- Born: April 10, 1920 Seattle, Washington
- Died: August 1, 1976 (aged 56) Santa Ana, California
- Education: University of Washington; Stanford University; University of California, San Francisco;
- Partner: Donna née Dell ​ ​(m. 1947)​
- Children: 4
- Scientific career
- Institutions: University of California, San Francisco; University of California, Irvine;

Notes
- Henry Wood Elliott (grandfather)

= Henry Wood Elliott II =

American physician, pharmacologist and anesthesiologist

Henry Wood Elliott II (April 10, 1920-August 1, 1976) was an American physician, pharmacologist, and anesthesiologist. He was the chairman of the Department of Medical Pharmacology and Therapeutics at University of California, Irvine from 1968 to 1976 and the editor of the Annual Review of Pharmacology from 1965-1976.

==Early life and education==
Henry Wood Elliott II was born on April 10, 1920, in Seattle, Washington.
His parents were Therese , a French Canadian immigrant to the US, and Lionel Henry Elliott, a florist. He had a younger sister, Marsha. His grandfather for whom he was named, Henry Wood Elliott, was an artist and conservationist.

He attended the University of Washington for his bachelor's and master's degrees, both in chemistry. After receiving a PhD from Stanford University in 1946, he attended the University of California, San Francisco (UCSF) for his Doctor of Medicine, graduating in 1953.

==Career==
Upon finishing his MD, he stayed at UCSF, becoming a full professor pharmacology in 1964. In 1968, he accepted a position at the University of California, Irvine (UCI) as the chair of the Department of Medical Pharmacology and Therapeutics. He remained the chair and a professor at UCI until his death in 1976. He was the last president of the American Society of Clinical Pharmacology and Chemotherapy before it merged with the American Therapeutics Society. He was the first president of the resulting organization, the American Society for Clinical Pharmacology and Therapeutics. From 1965-1976, he was the editor of the Annual Review of Pharmacology.

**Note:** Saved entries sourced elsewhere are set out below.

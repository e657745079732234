use serde::Deserialize;

use crate::error::{FernError, Result};

/// The three numbers that shape one fern.
///
/// ### Fields
/// - `primary_size` - Length in pixels of the root tendril's segments.
/// - `reduction` - Multiplicative shrink per segment, strictly inside `(0, 1)`.
/// - `turn_bias` - Signed drift of direction; children mirror its sign.
#[derive(Clone, Copy, Debug, PartialEq)]
pub struct GenerationParameters {
    pub primary_size: f64,
    pub reduction: f64,
    pub turn_bias: f64,
}

impl GenerationParameters {
    pub fn new(primary_size: f64, reduction: f64, turn_bias: f64) -> Self {
        Self {
            primary_size,
            reduction,
            turn_bias,
        }
    }

    /// Checks the preconditions that keep the growth loop finite.
    ///
    /// A `reduction` of `1` or more never shrinks a tendril below the
    /// termination threshold, so it is rejected up front.
    pub fn validate(&self) -> Result<()> {
        if !self.primary_size.is_finite() || self.primary_size <= 0.0 {
            return Err(FernError::invalid(
                "primary_size",
                self.primary_size,
                "must be a finite value above zero",
            ));
        }
        if !self.reduction.is_finite() || self.reduction <= 0.0 || self.reduction >= 1.0 {
            return Err(FernError::invalid(
                "reduction",
                self.reduction,
                "must lie strictly between 0 and 1",
            ));
        }
        if !self.turn_bias.is_finite() {
            return Err(FernError::invalid(
                "turn_bias",
                self.turn_bias,
                "must be finite",
            ));
        }
        Ok(())
    }
}

/// Run-wide tuning that is not part of the fern's shape parameters.
///
/// ### Fields
/// - `max_draw_calls` - Upper bound on lines plus triangles in one run.
/// - `branch_jitter` - Half-width of the random offset added to the
///   direction handed to child tendrils. `0.0` disables it.
#[derive(Clone, Copy, Debug, PartialEq, Deserialize)]
#[serde(default)]
pub struct Config {
    pub max_draw_calls: usize,
    pub branch_jitter: f64,
}

impl Default for Config {
    fn default() -> Self {
        Self {
            max_draw_calls: 250_000,
            branch_jitter: 0.0,
        }
    }
}

impl Config {
    pub fn validate(&self) -> Result<()> {
        if self.max_draw_calls == 0 {
            return Err(FernError::invalid(
                "max_draw_calls",
                0.0,
                "must allow at least one draw call",
            ));
        }
        if !self.branch_jitter.is_finite() || self.branch_jitter < 0.0 {
            return Err(FernError::invalid(
                "branch_jitter",
                self.branch_jitter,
                "must be finite and not negative",
            ));
        }
        Ok(())
    }
}

#[cfg(test)]
mod tests {
    use super::*;

    fn rejected_name(params: GenerationParameters) -> &'static str {
        match params.validate() {
            Err(FernError::InvalidParameter { name, .. }) => name,
            other => panic!("expected InvalidParameter, got {other:?}"),
        }
    }

    #[test]
    fn accepts_typical_parameters() {
        assert!(GenerationParameters::new(40.0, 0.8, 0.3).validate().is_ok());
        assert!(GenerationParameters::new(3.01, 0.01, -2.0).validate().is_ok());
        assert!(GenerationParameters::new(10.0, 0.5, 0.0).validate().is_ok());
    }

    #[test]
    fn rejects_reduction_outside_open_unit_interval() {
        for r in [0.0, -0.5, 1.0, 1.5, f64::NAN, f64::INFINITY] {
            assert_eq!(
                rejected_name(GenerationParameters::new(40.0, r, 0.3)),
                "reduction",
                "reduction {r} should be rejected"
            );
        }
    }

    #[test]
    fn rejects_non_positive_primary_size() {
        for s in [0.0, -1.0, f64::NAN, f64::INFINITY] {
            assert_eq!(
                rejected_name(GenerationParameters::new(s, 0.8, 0.3)),
                "primary_size"
            );
        }
    }

    #[test]
    fn rejects_non_finite_turn_bias() {
        assert_eq!(
            rejected_name(GenerationParameters::new(40.0, 0.8, f64::NAN)),
            "turn_bias"
        );
    }

    #[test]
    fn default_config_is_valid() {
        let cfg = Config::default();
        assert!(cfg.validate().is_ok());
        assert_eq!(cfg.branch_jitter, 0.0);
    }

    #[test]
    fn config_rejects_zero_budget_and_negative_jitter() {
        let cfg = Config {
            max_draw_calls: 0,
            ..Config::default()
        };
        assert!(cfg.validate().is_err());

        let cfg = Config {
            branch_jitter: -0.1,
            ..Config::default()
        };
        assert!(cfg.validate().is_err());
    }
}
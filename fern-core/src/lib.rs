//! Core fractal fern generation library.
//!
//! Main components:
//! - [`generator`] — entry point: validates inputs, plans a run, replays it.
//! - [`tendril`] — the recursive branch growth, unrolled onto a stack.
//! - [`shape`] — the terminal triangle and small geometry helpers.
//! - [`canvas`] — the drawing-surface trait and a recording canvas.
//! - [`config`] — shape parameters and run tuning.
//! - [`error`] — error type shared by every fallible operation.
//! - [`types`] — points, colors, segments and triangles.

pub mod canvas;
pub mod config;
pub mod error;
pub mod generator;
pub mod shape;
pub mod tendril;
pub mod types;

pub use canvas::{Canvas, DrawCommand, Recorder};
pub use config::{Config, GenerationParameters};
pub use error::{FernError, Result};
pub use generator::{Sketch, generate, plan};
use glam::IVec2;

/// A pixel coordinate on the drawing surface.
///
/// The origin is the top-left corner and `y` grows downward, so a
/// direction of `π` (where `cos` is `-1`) points up the screen.
pub type Point = IVec2;

/// An opaque RGB color with one byte per channel.
#[derive(Clone, Copy, Debug, PartialEq, Eq, Hash)]
pub struct Rgb {
    pub r: u8,
    pub g: u8,
    pub b: u8,
}

impl Rgb {
    pub const fn new(r: u8, g: u8, b: u8) -> Self {
        Self { r, g, b }
    }

    /// Clamps a computed channel value into the byte range.
    ///
    /// `NaN` maps to `0`.
    pub fn channel(value: f64) -> u8 {
        if value.is_nan() {
            return 0;
        }
        value.clamp(0.0, 255.0) as u8
    }
}

/// One drawable line of a tendril.
#[derive(Clone, Copy, Debug, PartialEq)]
pub struct Segment {
    pub p1: Point,
    pub p2: Point,
    pub color: Rgb,
    pub thickness: f64,
}

/// The filled shape that ends every tendril.
#[derive(Clone, Copy, Debug, PartialEq)]
pub struct Triangle {
    /// Right base point.
    pub v1: Point,
    /// Left base point.
    pub v2: Point,
    /// Tip, extended forward along the tendril direction.
    pub v3: Point,
    pub fill: Rgb,
}

impl Triangle {
    pub fn vertices(&self) -> [Point; 3] {
        [self.v1, self.v2, self.v3]
    }
}

#[cfg(test)]
mod tests {
    use super::*;

    #[test]
    fn channel_clamps_to_byte_range() {
        assert_eq!(Rgb::channel(-12.0), 0);
        assert_eq!(Rgb::channel(0.0), 0);
        assert_eq!(Rgb::channel(127.9), 127);
        assert_eq!(Rgb::channel(255.0), 255);
        assert_eq!(Rgb::channel(900.0), 255);
        assert_eq!(Rgb::channel(f64::NAN), 0);
    }

    #[test]
    fn triangle_vertices_keep_order() {
        let tri = Triangle {
            v1: Point::new(1, 2),
            v2: Point::new(3, 4),
            v3: Point::new(5, 6),
            fill: Rgb::new(0, 0, 0),
        };
        assert_eq!(
            tri.vertices(),
            [Point::new(1, 2), Point::new(3, 4), Point::new(5, 6)]
        );
    }
}
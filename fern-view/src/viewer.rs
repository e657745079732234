//! Fern viewer built with eframe/egui.
//!
//! [`Viewer`] owns one set of fern settings and a planned [`Sketch`]. Every
//! frame it replays the sketch onto a [`PainterCanvas`], which adapts the
//! egui painter to the [`Canvas`] trait. The fern is planned again only
//! when the drawing area changes size, since the root position depends on
//! it; the seed is fixed, so the result is stable between frames.

use eframe::App;
use fern_core::{
    Canvas, FernError, Sketch,
    generator::plan,
    types::{Point, Rgb},
};
use rand::{SeedableRng, rngs::StdRng};

use crate::settings::Settings;

/// Color under the horizon; fills the whole surface first.
pub const GROUND_COLOR: Rgb = Rgb::new(10, 100, 35);

/// Sky color, painted over the top part of the surface.
pub const SKY_COLOR: Rgb = Rgb::new(185, 210, 255);

/// Fraction of the surface height covered by sky.
pub const HORIZON: f32 = 0.85;

pub fn to_color32(c: Rgb) -> egui::Color32 {
    egui::Color32::from_rgb(c.r, c.g, c.b)
}

/// Maps a canvas-local pixel to screen space inside a panel at `origin`.
pub fn to_screen(origin: egui::Pos2, p: Point) -> egui::Pos2 {
    egui::pos2(origin.x + p.x as f32, origin.y + p.y as f32)
}

/// Paints ground and sky over `rect`.
pub fn paint_backdrop(painter: &egui::Painter, rect: egui::Rect) {
    painter.rect_filled(rect, 0.0, to_color32(GROUND_COLOR));
    let sky = egui::Rect::from_min_size(rect.min, egui::vec2(rect.width(), rect.height() * HORIZON));
    painter.rect_filled(sky, 0.0, to_color32(SKY_COLOR));
}

/// A [`Canvas`] backed by an egui painter clipped to `rect`.
///
/// Clearing repaints the backdrop, since egui redraws every frame from
/// scratch anyway.
pub struct PainterCanvas<'a> {
    painter: &'a egui::Painter,
    rect: egui::Rect,
}

impl<'a> PainterCanvas<'a> {
    pub fn new(painter: &'a egui::Painter, rect: egui::Rect) -> Self {
        Self { painter, rect }
    }
}

impl Canvas for PainterCanvas<'_> {
    fn size(&self) -> (f64, f64) {
        (self.rect.width() as f64, self.rect.height() as f64)
    }

    fn clear(&mut self) {
        paint_backdrop(self.painter, self.rect);
    }

    fn draw_line(&mut self, p1: Point, p2: Point, color: Rgb, thickness: f64) {
        let origin = self.rect.min;
        self.painter.line_segment(
            [to_screen(origin, p1), to_screen(origin, p2)],
            egui::Stroke::new(thickness as f32, to_color32(color)),
        );
    }

    fn draw_filled_polygon(&mut self, points: &[Point], fill: Rgb) {
        let origin = self.rect.min;
        let pts = points.iter().map(|&p| to_screen(origin, p)).collect();
        self.painter.add(egui::Shape::convex_polygon(
            pts,
            to_color32(fill),
            egui::Stroke::NONE,
        ));
    }
}

/// Main application state for the viewer.
///
/// ### Fields
/// - `settings` - Shape parameters, run config, seed.
/// - `planned_for` - Surface size the current plan was made for.
/// - `sketch` - The last planned fern, or why planning failed.
pub struct Viewer {
    settings: Settings,
    planned_for: Option<egui::Vec2>,
    sketch: Option<Result<Sketch, FernError>>,
}

impl Viewer {
    pub fn new(settings: Settings) -> Self {
        Self {
            settings,
            planned_for: None,
            sketch: None,
        }
    }

    /// Plans the fern for a surface of `size` unless that is already done.
    ///
    /// ### Returns
    /// `true` if a new plan was made.
    fn ensure_planned(&mut self, size: egui::Vec2) -> bool {
        if self.planned_for == Some(size) {
            return false;
        }

        let mut rng = StdRng::seed_from_u64(self.settings.seed);
        let result = plan(
            &self.settings.params,
            &self.settings.cfg,
            size.x as f64,
            size.y as f64,
            &mut rng,
        );
        match &result {
            Ok(s) => tracing::info!(
                width = size.x,
                height = size.y,
                segments = s.segments,
                triangles = s.triangles,
                "fern planned"
            ),
            Err(e) => tracing::error!(error = %e, "cannot draw fern"),
        }

        self.sketch = Some(result);
        self.planned_for = Some(size);
        true
    }

    /// Builds the bottom status bar (seed, parameters, counts).
    fn ui_status_bar(&self, ctx: &egui::Context) {
        egui::TopBottomPanel::bottom("status_bar").show(ctx, |ui| {
            ui.with_layout(egui::Layout::right_to_left(egui::Align::Center), |ui| {
                ui.label(format!("seed = {}", self.settings.seed));
                ui.separator();
                let p = &self.settings.params;
                ui.label(format!(
                    "size = {:.1}, reduction = {:.2}, turn bias = {:.2}",
                    p.primary_size, p.reduction, p.turn_bias
                ));
                ui.separator();
                match &self.sketch {
                    Some(Ok(s)) => {
                        ui.label(format!("segments = {}", s.segments));
                        ui.label(format!("triangles = {}", s.triangles));
                    }
                    Some(Err(e)) => {
                        ui.colored_label(egui::Color32::RED, e.to_string());
                    }
                    None => {}
                }
            });
        });
    }

    /// Builds the central panel where the fern is drawn.
    fn ui_central_panel(&mut self, ctx: &egui::Context) {
        egui::CentralPanel::default()
            .frame(egui::Frame::NONE)
            .show(ctx, |ui| {
                let (rect, _) = ui.allocate_exact_size(ui.available_size(), egui::Sense::hover());
                self.ensure_planned(rect.size());

                let painter = ui.painter_at(rect);
                let mut canvas = PainterCanvas::new(&painter, rect);
                match &self.sketch {
                    Some(Ok(sketch)) => sketch.replay(&mut canvas),
                    Some(Err(_)) | None => canvas.clear(),
                }
            });
    }
}

impl App for Viewer {
    fn update(&mut self, ctx: &egui::Context, _frame: &mut eframe::Frame) {
        self.ui_status_bar(ctx);
        self.ui_central_panel(ctx);
    }
}

#[cfg(test)]
mod tests {
    use super::*;
    use fern_core::{Config, GenerationParameters};

    fn settings(params: GenerationParameters) -> Settings {
        Settings {
            params,
            cfg: Config::default(),
            seed: 99,
            width: 800.0,
            height: 600.0,
        }
    }

    #[test]
    fn to_screen_offsets_by_panel_origin() {
        let origin = egui::pos2(10.0, 20.0);
        assert_eq!(to_screen(origin, Point::new(0, 0)), origin);
        assert_eq!(to_screen(origin, Point::new(5, -3)), egui::pos2(15.0, 17.0));
    }

    #[test]
    fn to_color32_keeps_channels() {
        let c = to_color32(Rgb::new(100, 220, 0));
        assert_eq!((c.r(), c.g(), c.b(), c.a()), (100, 220, 0, 255));
    }

    #[test]
    fn plans_once_per_surface_size() {
        let mut viewer = Viewer::new(settings(GenerationParameters::new(40.0, 0.8, 0.3)));

        assert!(viewer.ensure_planned(egui::vec2(800.0, 600.0)));
        assert!(!viewer.ensure_planned(egui::vec2(800.0, 600.0)));

        let first = match &viewer.sketch {
            Some(Ok(s)) => s.clone(),
            other => panic!("expected a sketch, got {other:?}"),
        };
        assert_eq!(first.start, Point::new(400, 540));

        assert!(viewer.ensure_planned(egui::vec2(1000.0, 500.0)));
        let Some(Ok(second)) = &viewer.sketch else {
            panic!("expected a sketch after resize");
        };
        assert_eq!(second.start, Point::new(500, 450));
        assert_eq!(second.segments, first.segments);
    }

    #[test]
    fn same_seed_replans_identically() {
        let mut a = Viewer::new(settings(GenerationParameters::new(40.0, 0.8, 0.3)));
        let mut b = Viewer::new(settings(GenerationParameters::new(40.0, 0.8, 0.3)));
        a.ensure_planned(egui::vec2(640.0, 480.0));
        b.ensure_planned(egui::vec2(640.0, 480.0));
        assert_eq!(a.sketch, b.sketch);
    }

    #[test]
    fn invalid_parameters_are_kept_as_error() {
        let mut viewer = Viewer::new(settings(GenerationParameters::new(40.0, 1.2, 0.3)));
        viewer.ensure_planned(egui::vec2(800.0, 600.0));
        assert!(matches!(
            viewer.sketch,
            Some(Err(FernError::InvalidParameter {
                name: "reduction",
                ..
            }))
        ));
    }
}
//! The drawing surface a fern is rendered onto.
//!
//! The generator only ever talks to a [`Canvas`]: it asks for the surface
//! size once, clears it, and then issues an ordered stream of lines and
//! filled polygons. Nothing is read back.

use crate::types::{Point, Rgb, Segment, Triangle};

/// A fire-and-forget sink for draw primitives.
pub trait Canvas {
    /// Surface dimensions as `(width, height)` in pixels.
    fn size(&self) -> (f64, f64);

    /// Discards everything drawn so far.
    fn clear(&mut self);

    fn draw_line(&mut self, p1: Point, p2: Point, color: Rgb, thickness: f64);

    /// Fills the polygon described by `points` (at least three, in order).
    fn draw_filled_polygon(&mut self, points: &[Point], fill: Rgb);
}

/// One recorded draw request.
#[derive(Clone, Debug, PartialEq)]
pub enum DrawCommand {
    Clear,
    Line(Segment),
    Polygon { points: Vec<Point>, fill: Rgb },
}

impl DrawCommand {
    pub fn from_triangle(tri: &Triangle) -> Self {
        Self::Polygon {
            points: tri.vertices().to_vec(),
            fill: tri.fill,
        }
    }

    /// Issues this command against `canvas`.
    pub fn apply(&self, canvas: &mut impl Canvas) {
        match self {
            DrawCommand::Clear => canvas.clear(),
            DrawCommand::Line(s) => canvas.draw_line(s.p1, s.p2, s.color, s.thickness),
            DrawCommand::Polygon { points, fill } => canvas.draw_filled_polygon(points, *fill),
        }
    }
}

/// A [`Canvas`] that keeps every request it receives.
///
/// `clear` is recorded as a command rather than wiping the log, so callers
/// can assert on the full sequence.
#[derive(Clone, Debug)]
pub struct Recorder {
    width: f64,
    height: f64,
    pub commands: Vec<DrawCommand>,
}

impl Recorder {
    pub fn new(width: f64, height: f64) -> Self {
        Self {
            width,
            height,
            commands: Vec::new(),
        }
    }

    pub fn lines(&self) -> impl Iterator<Item = &Segment> + '_ {
        self.commands.iter().filter_map(|c| match c {
            DrawCommand::Line(s) => Some(s),
            _ => None,
        })
    }

    pub fn polygon_count(&self) -> usize {
        self.commands
            .iter()
            .filter(|c| matches!(c, DrawCommand::Polygon { .. }))
            .count()
    }
}

impl Canvas for Recorder {
    fn size(&self) -> (f64, f64) {
        (self.width, self.height)
    }

    fn clear(&mut self) {
        self.commands.push(DrawCommand::Clear);
    }

    fn draw_line(&mut self, p1: Point, p2: Point, color: Rgb, thickness: f64) {
        self.commands.push(DrawCommand::Line(Segment {
            p1,
            p2,
            color,
            thickness,
        }));
    }

    fn draw_filled_polygon(&mut self, points: &[Point], fill: Rgb) {
        self.commands.push(DrawCommand::Polygon {
            points: points.to_vec(),
            fill,
        });
    }
}

#[cfg(test)]
mod tests {
    use super::*;

    #[test]
    fn recorder_keeps_request_order() {
        let mut rec = Recorder::new(10.0, 20.0);
        assert_eq!(rec.size(), (10.0, 20.0));

        rec.clear();
        rec.draw_line(Point::new(0, 0), Point::new(1, 1), Rgb::new(1, 2, 3), 1.5);
        rec.draw_filled_polygon(
            &[Point::new(0, 0), Point::new(2, 0), Point::new(1, 2)],
            Rgb::new(4, 5, 6),
        );

        assert_eq!(rec.commands.len(), 3);
        assert_eq!(rec.commands[0], DrawCommand::Clear);
        assert_eq!(rec.lines().count(), 1);
        assert_eq!(rec.polygon_count(), 1);
    }

    #[test]
    fn apply_replays_onto_another_canvas() {
        let tri = Triangle {
            v1: Point::new(0, 0),
            v2: Point::new(4, 0),
            v3: Point::new(2, 3),
            fill: Rgb::new(100, 220, 0),
        };
        let cmds = [
            DrawCommand::Clear,
            DrawCommand::Line(Segment {
                p1: Point::new(5, 5),
                p2: Point::new(6, 9),
                color: Rgb::new(120, 200, 0),
                thickness: 2.0,
            }),
            DrawCommand::from_triangle(&tri),
        ];

        let mut rec = Recorder::new(1.0, 1.0);
        for c in &cmds {
            c.apply(&mut rec);
        }

        assert_eq!(rec.commands, cmds.to_vec());
    }
}
//! Running average of magnitude spectra over a small ring of rows

/// Ring of `capacity` magnitude rows, each `bins` wide.
///
/// Rows are written at `write_index`, which cycles through `0..depth`.
/// The mean is always taken over the first `ave_size` rows of the ring,
/// where `ave_size` grows by one per fold until it reaches `depth`.
/// Once the ring is full this is every live row.
#[derive(Debug, Clone)]
pub struct AveragingWindow {
    rows: Vec<f64>,
    bins: usize,
    capacity: usize,
    depth: usize,
    write_index: usize,
    ave_size: usize,
}

impl AveragingWindow {
    /// New window averaging over all `capacity` rows
    pub fn new(capacity: usize, bins: usize) -> Self {
        assert!(capacity >= 1);
        Self {
            rows: vec![0f64; capacity * bins],
            bins,
            capacity,
            depth: capacity,
            write_index: 0,
            ave_size: 1,
        }
    }

    pub fn capacity(&self) -> usize {
        self.capacity
    }

    pub fn depth(&self) -> usize {
        self.depth
    }

    pub fn write_index(&self) -> usize {
        self.write_index
    }

    pub fn ave_size(&self) -> usize {
        self.ave_size
    }

    /// Restart the average, the next fold behaves like the first one
    pub fn reset(&mut self) {
        self.write_index = 0;
        self.ave_size = 1;
    }

    /// Change the depth and restart. The caller is responsible for keeping
    /// `depth` inside `1..=capacity`.
    pub fn set_depth(&mut self, depth: usize) {
        assert!((1..=self.capacity).contains(&depth));
        // Reset first so there's never a depth the cursors don't agree with
        self.reset();
        self.depth = depth;
    }

    fn row_mut(&mut self, row: usize) -> &mut [f64] {
        &mut self.rows[row * self.bins..(row + 1) * self.bins]
    }

    /// Write `row` at the cursor, put the new mean into `mean` and advance
    pub fn fold(&mut self, row: &[f64], mean: &mut [f64]) {
        assert_eq!(row.len(), self.bins);
        assert_eq!(mean.len(), self.bins);
        let idx = self.write_index;
        self.row_mut(idx).copy_from_slice(row);

        mean.iter_mut().for_each(|m| *m = 0.0);
        for chunk in self.rows.chunks_exact(self.bins).take(self.ave_size) {
            for (m, v) in mean.iter_mut().zip(chunk) {
                *m += v;
            }
        }
        let n = self.ave_size as f64;
        mean.iter_mut().for_each(|m| *m /= n);

        self.write_index = if self.write_index + 1 >= self.depth {
            0
        } else {
            self.write_index + 1
        };
        if self.ave_size < self.depth {
            self.ave_size += 1;
        }
    }
}
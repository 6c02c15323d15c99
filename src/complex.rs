#[derive(Clone, Copy, Default, PartialEq, Eq, PartialOrd, Ord, Debug)]
pub struct Complex<T> {
    pub re: T,
    pub im: T,
}

impl<T> Complex<T> {
    pub fn new(re: T, im: T) -> Self {
        Self { re, im }
    }
}

/// One I/Q pair out of the DSP debug ring buffer
pub type IqSample = Complex<i16>;

impl IqSample {
    /// Number of bytes a single pair occupies on the wire
    pub const BYTES: usize = 4;

    /// Decode a little-endian `[I_lo I_hi Q_lo Q_hi]` word
    pub fn from_le_bytes(word: [u8; 4]) -> Self {
        Self {
            re: i16::from_le_bytes([word[0], word[1]]),
            im: i16::from_le_bytes([word[2], word[3]]),
        }
    }
}
//! This module is responsible for getting frames into the processor and
//! spectra back out of it

use std::{
    fs::File,
    io::{self, BufWriter, Write},
    path::{Path, PathBuf},
    sync::{
        atomic::{AtomicBool, Ordering},
        Mutex,
    },
};

use byte_slice_cast::AsByteSlice;
use chrono::{DateTime, Datelike, Timelike, Utc};
use crossbeam_channel::{Receiver, Sender};
use tracing::{debug, info};

use crate::{
    capture::FrameBytes,
    processor::{lock, Ingest, StreamSampleProcessor},
};

/// An averaged magnitude spectrum, pushed every time the average moves
#[derive(Debug, Clone, PartialEq)]
pub struct SpectrumSnapshot {
    /// Value of the frame counter when this spectrum was produced
    pub frame: u64,
    /// Averaged magnitude in dBFS
    pub magnitude: Vec<f64>,
}

/// Convert a chrono DateTime into the timestamp we stamp files with
fn file_timestamp(time: &DateTime<Utc>) -> String {
    format!(
        "{}-{:02}-{:02}-{:02}:{:02}:{:02}",
        time.year(),
        time.month(),
        time.day(),
        time.hour(),
        time.minute(),
        time.second()
    )
}

/// Where to write the spectra of a run started at `time`
pub fn spectra_path(dir: &Path, time: &DateTime<Utc>) -> PathBuf {
    dir.join(format!("rfsoc-dbg-{}.spec", file_timestamp(time)))
}

/// Feed one frame to the shared processor, returning the new average if there is one.
/// The lock is held for the whole ingest so configuration changes can't interleave.
pub fn ingest_shared(
    processor: &Mutex<StreamSampleProcessor>,
    frame: &[u8],
) -> Option<SpectrumSnapshot> {
    let mut p = lock(processor);
    match p.ingest(frame) {
        Ingest::Averaged => Some(SpectrumSnapshot {
            frame: p.frame_count(),
            magnitude: p.magnitude().to_vec(),
        }),
        _ => None,
    }
}

/// Drain frames from the ring buffer into the processor until the capture side
/// is `done` and the ring is empty, or `running` is cleared.
/// New averages are offered to `sender`, we don't care if nobody takes them.
pub fn process_frames(
    mut consumer: rtrb::Consumer<FrameBytes>,
    processor: &Mutex<StreamSampleProcessor>,
    sender: Sender<SpectrumSnapshot>,
    done: &AtomicBool,
    running: &AtomicBool,
) {
    while running.load(Ordering::Relaxed) {
        let frame;
        if let Ok(f) = consumer.pop() {
            frame = f;
        } else {
            if done.load(Ordering::Acquire) && consumer.is_empty() {
                break;
            }
            // Spin until there's data
            std::hint::spin_loop();
            continue;
        }
        if let Some(snapshot) = ingest_shared(processor, &frame) {
            let _ = sender.try_send(snapshot);
        }
    }
    debug!("Frame consumer finished");
}

/// Write every spectrum we receive as raw native-endian f64s. Returns how many we wrote.
pub fn write_spectra<W: Write>(receiver: Receiver<SpectrumSnapshot>, writer: W) -> io::Result<u64> {
    let mut writer = writer;
    let mut written = 0;
    for snapshot in receiver {
        writer.write_all(snapshot.magnitude.as_byte_slice())?;
        written += 1;
    }
    writer.flush()?;
    Ok(written)
}

/// Create a timestamped spectra file in `dir` and stream into it
pub fn spectra_file_consumer(receiver: Receiver<SpectrumSnapshot>, dir: &Path) -> io::Result<()> {
    let path = spectra_path(dir, &Utc::now());
    info!(path = %path.display(), "Writing spectra");
    let written = write_spectra(receiver, BufWriter::new(File::create(&path)?))?;
    info!(spectra = written, "Spectra file closed");
    Ok(())
}

/// Log where the peak of every spectrum is, for when we aren't writing them out
pub fn log_spectra(receiver: Receiver<SpectrumSnapshot>, frequency: Vec<f64>) {
    for snapshot in receiver {
        let peak = snapshot
            .magnitude
            .iter()
            .enumerate()
            .max_by(|a, b| a.1.total_cmp(b.1));
        if let Some((bin, db)) = peak {
            debug!(
                frame = snapshot.frame,
                "Peak {:.2} dBFS at {:.3} kHz",
                db,
                frequency.get(bin).copied().unwrap_or_default()
            );
        }
    }
}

Elliott was the chair of the board of directors of the Solano Institute for Medical and Pharmacological Research (SIMPR), which proposed pharmaceutical research projects to the California Department of Corrections and Rehabilitation for testing on prisoners. The California Office of Auditor General noted that Elliott's roles at UCI and SIMPR meant he was simultaneously developing research projects for the pharmaceutical industry at UCI and approving and conducting the projects at SIMPR. From 1973-1976, Elliott was one of four physicians in California responsible for nearly all pharmaceutical testing on prisoners in the state.

==Awards and honors==
In 1967, he was elected as a fellow of the American College of Anesthesiology.
Elliott is the namesake of the Henry W. Elliott Distinguished Service Award, which was created by the American Society for Clinical Pharmacology and Therapeutics in 1979.

==Personal life and death==
He married Donna in 1947. They had four children together. He died of an apparent heart attack on August 1, 1976, at his home in Santa Ana, California, at the age of fifty-six.